**What this task involves**. Retype the data that follows with no alterations, please.

**Available records**.
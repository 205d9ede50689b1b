//! Scalp trailing-stop rule: move to breakeven at 1R, then trail 0.5R behind
//! price once unrealised gain reaches 1.5R. The stop is monotonic — it never
//! moves against the trade, even if a later reading would suggest otherwise.

use rust_decimal::Decimal;

use crate::domain::signal::Direction;

/// Returns the stop that should now be in force. `initial_stop_distance` is
/// the distance from entry to the *original* stop, fixed at trade open.
pub fn advance(
    direction: Direction,
    entry: Decimal,
    initial_stop_distance: Decimal,
    current_stop: Decimal,
    current_price: Decimal,
) -> Decimal {
    if initial_stop_distance.is_zero() {
        return current_stop;
    }

    let favorable_move = match direction {
        Direction::Buy => current_price - entry,
        Direction::Sell => entry - current_price,
    };
    let r = favorable_move / initial_stop_distance;

    let candidate = if r >= Decimal::new(15, 1) {
        match direction {
            Direction::Buy => current_price - Decimal::new(5, 1) * initial_stop_distance,
            Direction::Sell => current_price + Decimal::new(5, 1) * initial_stop_distance,
        }
    } else if r >= Decimal::ONE {
        entry
    } else {
        return current_stop;
    };

    match direction {
        Direction::Buy => candidate.max(current_stop),
        Direction::Sell => candidate.min(current_stop),
    }
}

#[cfg(test)]
mod tests {
    use super::*;
    use rust_decimal_macros::dec;

    #[test]
    fn moves_to_breakeven_at_one_r() {
        let stop = advance(
            Direction::Buy,
            dec!(1.10000),
            dec!(0.00200),
            dec!(1.09800),
            dec!(1.10200),
        );
        assert_eq!(stop, dec!(1.10000));
    }

    #[test]
    fn trails_half_r_behind_price_past_one_point_five_r() {
        let stop = advance(
            Direction::Buy,
            dec!(1.10000),
            dec!(0.00200),
            dec!(1.10000),
            dec!(1.10300),
        );
        assert_eq!(stop, dec!(1.10200));
    }

    #[test]
    fn stop_never_moves_backward() {
        let stop = advance(
            Direction::Buy,
            dec!(1.10000),
            dec!(0.00200),
            dec!(1.10150),
            dec!(1.10120),
        );
        assert_eq!(stop, dec!(1.10150));
    }

    #[test]
    fn sell_side_trails_above_price() {
        let stop = advance(
            Direction::Sell,
            dec!(1.10000),
            dec!(0.00200),
            dec!(1.10000),
            dec!(1.09700),
        );
        assert_eq!(stop, dec!(1.09800));
    }
}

**Solution to this exercise**.
repository 205d9ede50689b1b
//! Scalp trailing-stop rule: move to breakeven at 1R, then trail 0.5R behind
//! price once unrealised gain reaches 1.5R. The stop is monotonic — it never
//! moves against the trade, even if a later reading would suggest otherwise.

use rust_decimal::Decimal;

use crate::domain::signal::Direction;

/// Returns the stop that should now be in force. `initial_stop_distance` is
/// the distance from entry to the *original* stop, fixed at trade open.
pub fn advance(
    direction: Direction,
    entry: Decimal,
    initial_stop_distance: Decimal,
    current_stop: Decimal,
    current_price: Decimal,
) -> Decimal {
    if initial_stop_distance.is_zero() {
        return current_stop;
    }

    let favorable_move = match direction {
        Direction::Buy => current_price - entry,
        Direction::Sell => entry - current_price,
    };
    let r = favorable_move / initial_stop_distance;

    let candidate = if r >= Decimal::new(15, 1) {
        match direction {
            Direction::Buy => current_price - Decimal::new(5, 1) * initial_stop_distance,
            Direction::Sell => current_price + Decimal::new(5, 1) * initial_stop_distance,
        }
    } else if r >= Decimal::ONE {
        entry
    } else {
        return current_stop;
    };

    match direction {
        Direction::Buy => candidate.max(current_stop),
        Direction::Sell => candidate.min(current_stop),
    }
}

#[cfg(test)]
mod tests {
    use super::*;
    use rust_decimal_macros::dec;

    #[test]
    fn moves_to_breakeven_at_one_r() {
        let stop = advance(
            Direction::Buy,
            dec!(1.10000),
            dec!(0.00200),
            dec!(1.09800),
            dec!(1.10200),
        );
        assert_eq!(stop, dec!(1.10000));
    }

    #[test]
    fn trails_half_r_behind_price_past_one_point_five_r() {
        let stop = advance(
            Direction::Buy,
            dec!(1.10000),
            dec!(0.00200),
            dec!(1.10000),
            dec!(1.10300),
        );
        assert_eq!(stop, dec!(1.10200));
    }

    #[test]
    fn stop_never_moves_backward() {
        let stop = advance(
            Direction::Buy,
            dec!(1.10000),
            dec!(0.00200),
            dec!(1.10150),
            dec!(1.10120),
        );
        assert_eq!(stop, dec!(1.10150));
    }

    #[test]
    fn sell_side_trails_above_price() {
        let stop = advance(
            Direction::Sell,
            dec!(1.10000),
            dec!(0.00200),
            dec!(1.10000),
            dec!(1.09700),
        );
        assert_eq!(stop, dec!(1.09800));
    }
}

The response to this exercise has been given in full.